**Action item:**
Please return every line from the entries that has the string "RowPredicateFn" in it.

Top of Data extracts

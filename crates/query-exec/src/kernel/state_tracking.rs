//! `stateTracking` (spec §4.4), grounded on
//! `original_source/functions/state_tracking.go`.
//!
//! Evaluates `predicate` against every row and appends up to two
//! derived columns: a run-length counter of consecutive matching rows
//! (`count_label`, reset to 1 whenever the predicate stops matching)
//! and the elapsed time since the current run started, in
//! `duration_unit` (`duration_label`). Either label may be empty, in
//! which case that column is omitted entirely — this is how the
//! `stateCount`/`stateDuration` sugar builtins each get only the
//! column they asked for, matching `state_tracking.go`'s
//! `countCol`/`durationCol` being left at `-1` when unset.

use std::collections::HashMap;

use query_core::{Block, BlockKey, ColMeta, ColumnType, Duration, Result, RowPredicateFn, Time};

use crate::dataset::Dataset;
use crate::kernel::{copy_row_cell, Transformation};

#[derive(Clone, Copy)]
struct RunState {
    count: i64,
    run_start: Time,
}

pub struct StateTrackingTransformation {
    predicate: RowPredicateFn,
    count_label: String,
    duration_label: String,
    duration_unit: Duration,
    state: HashMap<BlockKey, Option<RunState>>,
}

impl StateTrackingTransformation {
    pub fn new(
        predicate: RowPredicateFn,
        count_label: String,
        duration_label: String,
        duration_unit: Duration,
    ) -> Self {
        Self {
            predicate,
            count_label,
            duration_label,
            duration_unit,
            state: HashMap::new(),
        }
    }
}

impl Transformation for StateTrackingTransformation {
    fn process(&mut self, block: &Block, dataset: &mut Dataset) -> Result<()> {
        let key = block.key();
        let mut run = self.state.remove(&key).unwrap_or(None);

        let has_count = !self.count_label.is_empty();
        let has_duration = !self.duration_label.is_empty();

        let builder = dataset.builder_for(block.bounds(), block.tags().clone());
        if builder.is_schema_empty() {
            for col in block.cols() {
                builder.add_col(col.clone());
            }
            if has_count {
                builder.add_col(ColMeta::value(&self.count_label, ColumnType::Int));
            }
            if has_duration {
                builder.add_col(ColMeta::value(&self.duration_label, ColumnType::Int));
            }
        }
        let base_cols = block.cols().len();
        let count_idx = base_cols;
        let duration_idx = if has_count { base_cols + 1 } else { base_cols };

        for row in 0..block.num_rows() {
            for (idx, meta) in block.cols().iter().enumerate() {
                copy_row_cell(builder, idx, meta, block, row)?;
            }
            let matched = self.predicate.eval(row, block)?;
            let t = block.times()[row];
            if matched {
                run = Some(match run {
                    Some(r) => RunState {
                        count: r.count + 1,
                        run_start: r.run_start,
                    },
                    None => RunState { count: 1, run_start: t },
                });
                let r = run.unwrap();
                let elapsed = (t.0 - r.run_start.0).max(0) / self.duration_unit.nanos().max(1);
                if has_count {
                    builder.append_int(count_idx, r.count)?;
                }
                if has_duration {
                    builder.append_int(duration_idx, elapsed)?;
                }
            } else {
                run = None;
                if has_count {
                    builder.append_int(count_idx, -1)?;
                }
                if has_duration {
                    builder.append_int(duration_idx, -1)?;
                }
            }
        }
        self.state.insert(key, run);
        Ok(())
    }
}

#[cfg(test)]
mod tests {
    use std::sync::Arc;

    use query_core::{Allocator, Bounds, RowReader, TriggerSpec};

    use super::*;
    use crate::testutil::float_block;

    fn above_five() -> RowPredicateFn {
        RowPredicateFn::new(|row, reader: &dyn RowReader| Ok(reader.get_float(1, row).unwrap_or(0.0) > 5.0))
    }

    #[test]
    fn count_runs_consecutive_matches_and_resets_on_a_miss() {
        let mut ds = Dataset::new(Arc::new(Allocator::unlimited()), TriggerSpec::AfterWatermark);
        let mut xf = StateTrackingTransformation::new(above_five(), "state_count".into(), String::new(), Duration(1));
        let bounds = Bounds::new(Time(0), Time(10));
        let block = float_block(bounds, "a", &[(1, 6.0), (2, 7.0), (3, 1.0), (4, 8.0)]);
        xf.process(&block, &mut ds).unwrap();
        let out = ds.drain_all();
        let count_idx = out[0].cols().iter().position(|c| c.label == "state_count").unwrap();
        assert_eq!(out[0].column(count_idx).as_ints().unwrap(), &[1, 2, -1, 1]);
    }

    #[test]
    fn duration_label_only_adds_a_duration_column() {
        let mut ds = Dataset::new(Arc::new(Allocator::unlimited()), TriggerSpec::AfterWatermark);
        let mut xf =
            StateTrackingTransformation::new(above_five(), String::new(), "state_duration".into(), Duration(1));
        let bounds = Bounds::new(Time(0), Time(10));
        let block = float_block(bounds, "a", &[(10, 6.0), (20, 7.0)]);
        xf.process(&block, &mut ds).unwrap();
        let out = ds.drain_all();
        assert!(out[0].cols().iter().all(|c| c.label != "state_count"));
        let dur_idx = out[0].cols().iter().position(|c| c.label == "state_duration").unwrap();
        assert_eq!(out[0].column(dur_idx).as_ints().unwrap(), &[0, 10]);
    }
}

Bottom of Data extracts

**Answer:**
use query_core::{Block, BlockKey, ColMeta, ColumnType, Duration, Result, RowPredicateFn, Time};
    predicate: RowPredicateFn,
        predicate: RowPredicateFn,
    fn above_five() -> RowPredicateFn {
        RowPredicateFn::new(|row, reader: &dyn RowReader| Ok(reader.get_float(1, row).unwrap_or(0.0) > 5.0))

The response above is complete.